System Design · Lesson 2 of 26

Scalability, Availability & Reliability — The Core Trade-offs

Every system design interview — and every real architectural decision — comes back to the same set of trade-offs. Before you pick a database, choose a queue, or decide whether to shard, you need to understand what you're actually optimizing for.

This article covers the foundational vocabulary and calculations you'll use in every design discussion.

Scalability

Scalability is the system's ability to handle more load without a complete redesign.

There are two dimensions:

Vertical Scaling (Scale Up)

Add more resources to a single machine: bigger CPU, more RAM, faster disk.

Before:              After:
┌────────────┐       ┌──────────────────┐
│  4 CPU     │  →    │  32 CPU          │
│  8 GB RAM  │       │  128 GB RAM      │
│  1 TB SSD  │       │  10 TB NVMe      │
└────────────┘       └──────────────────┘

Pros: Simple. No application changes. No distributed systems complexity.

Cons: Hard ceiling (you can't infinitely scale one machine). Single point of failure. Expensive at the top end. Requires downtime to upgrade.

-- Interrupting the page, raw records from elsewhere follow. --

//! Static database and table descriptors
//!
//! Applications describe their databases and tables as enums implementing
//! `LogicalDatabase` / `LogicalTable`. Descriptors resolve through the same
//! `PathResolver` as the manager, so both address the same files.

use std::path::PathBuf;

use crate::database::Database;
use crate::path::PathResolver;
use crate::query::QueryOptions;
use crate::Result;

/// Base of the conventional tag numbering.
pub const TAG_BASE: i64 = 2020;

pub trait LogicalDatabase {
    fn name(&self) -> &'static str;

    /// Opaque identifier stamped on every handle opened for this database.
    fn tag(&self) -> i64;

    fn path(&self, resolver: &PathResolver) -> PathBuf {
        resolver.path(self.name())
    }

    /// A fresh, tagged handle. Nothing is cached.
    fn open(&self, resolver: &PathResolver) -> Result<Database> {
        let path = resolver.ensure_parent(self.name())?;
        Ok(Database::open(path)?.with_tag(self.tag()))
    }
}

pub trait LogicalTable {
    type Database: LogicalDatabase;

    fn name(&self) -> &'static str;

    fn database(&self) -> Self::Database;

    /// Query prepared ahead of time for this table. None of the shipped
    /// descriptors prepare one.
    fn prepared_select(&self) -> Option<QueryOptions> {
        None
    }

    /// The prepared query, or an unfiltered one.
    fn query(&self) -> QueryOptions {
        self.prepared_select().unwrap_or_default()
    }
}

#[derive(Debug, Clone, Copy, PartialEq, Eq, Hash)]
pub enum SampleDatabase {
    Study,
    CourseList,
    CourseDetail,
}

impl LogicalDatabase for SampleDatabase {
    fn name(&self) -> &'static str {
        match self {
            SampleDatabase::Study => "Study",
            SampleDatabase::CourseList => "CourseList",
            SampleDatabase::CourseDetail => "CourseDetail",
        }
    }

    fn tag(&self) -> i64 {
        match self {
            SampleDatabase::Study => TAG_BASE + 1,
            SampleDatabase::CourseList => TAG_BASE + 2,
            SampleDatabase::CourseDetail => TAG_BASE + 3,
        }
    }
}

#[derive(Debug, Clone, Copy, PartialEq, Eq, Hash)]
pub enum SampleTable {
    Study,
    CourseList,
    CourseDetail,
}

impl LogicalTable for SampleTable {
    type Database = SampleDatabase;

    fn name(&self) -> &'static str {
        match self {
            SampleTable::Study => "Study",
            SampleTable::CourseList => "CourseList",
            SampleTable::CourseDetail => "CourseDetail",
        }
    }

    fn database(&self) -> SampleDatabase {
        match self {
            SampleTable::Study => SampleDatabase::Study,
            SampleTable::CourseList => SampleDatabase::CourseList,
            SampleTable::CourseDetail => SampleDatabase::CourseDetail,
        }
    }
}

Use when: Early stage, relational databases (PostgreSQL scales surprisingly far vertically), or when the cost of distributed complexity isn't justified.

Horizontal Scaling (Scale Out)

Add more machines and distribute load across them.

            ┌──────────────┐
            │ Load Balancer│
            └──────┬───────┘
         ┌─────────┼─────────┐
    ┌────▼───┐ ┌───▼────┐ ┌──▼─────┐
    │ App 1  │ │ App 2  │ │ App 3  │
    └────────┘ └────────┘ └────────┘

Pros: Near-unlimited scale. No single point of failure. Can add capacity incrementally.

Cons: Application must be stateless (or state must be externalized). Distributed systems are hard. Network becomes a failure domain.

Key insight: Horizontal scaling requires stateless services. If each request can hit any server, that server can't rely on in-memory state from a previous request. Session data, user state, and cache must live outside the app (Redis, databases).

Stateless vs Stateful Services

This is one of the most important architectural distinctions.

Stateless service: Every request contains all the information needed to handle it. No server-side state between requests.

Request 1 → Server A (handles it completely)
Request 2 → Server B (handles it completely, no knowledge of Request 1)

Stateful service: The server remembers something between requests. A WebSocket connection is stateful. A game server tracking player positions is stateful.

Client ──── persistent connection ──── Server A
   (if Server A dies, client must reconnect, state is lost)

Why Stateless Scales Better

A stateless service can have 1 or 100 instances behind a load balancer — they're all identical. You can add or remove instances without coordination.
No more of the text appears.